═════ MATERIAL PROVIDED ═════
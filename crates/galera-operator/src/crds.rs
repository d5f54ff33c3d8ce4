//! CRD installation on startup

use k8s_openapi::apiextensions_apiserver::pkg::apis::apiextensions::v1::CustomResourceDefinition;
use kube::api::{Api, Patch, PatchParams};
use kube::{Client, CustomResourceExt};

use galera_common::crd::MariaDBCluster;
use galera_common::FIELD_MANAGER;

/// Server-side apply the `MariaDBCluster` CRD so it always matches this binary
pub async fn ensure_crds_installed(client: &Client) -> anyhow::Result<()> {
    let crds: Api<CustomResourceDefinition> = Api::all(client.clone());
    let params = PatchParams::apply(FIELD_MANAGER).force();
    let crd = MariaDBCluster::crd();
    let name = MariaDBCluster::crd_name();

    tracing::info!(crd = name, "Installing CRD");
    crds.patch(name, &params, &Patch::Apply(&crd))
        .await
        .map_err(|e| anyhow::anyhow!("failed to install {name} CRD: {e}"))?;
    tracing::info!(crd = name, "CRD installed/updated");
    Ok(())
}

/// CRD manifest as YAML for `--crd`
pub fn crd_yaml() -> anyhow::Result<String> {
    serde_yaml::to_string(&MariaDBCluster::crd())
        .map_err(|e| anyhow::anyhow!("Failed to serialize CRD: {e}"))
}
═════
YOUR TASK:
Skip every line before the one containing "crds.patch(name, &params, &Patch::Apply(&crd))". Retype that line and the rest through the last one exactly as they stand in the listing.

SOLUTION FOR THIS EXERCISE:
    crds.patch(name, &params, &Patch::Apply(&crd))
        .await
        .map_err(|e| anyhow::anyhow!("failed to install {name} CRD: {e}"))?;
    tracing::info!(crd = name, "CRD installed/updated");
    Ok(())
}

/// CRD manifest as YAML for `--crd`
pub fn crd_yaml() -> anyhow::Result<String> {
    serde_yaml::to_string(&MariaDBCluster::crd())
        .map_err(|e| anyhow::anyhow!("Failed to serialize CRD: {e}"))
}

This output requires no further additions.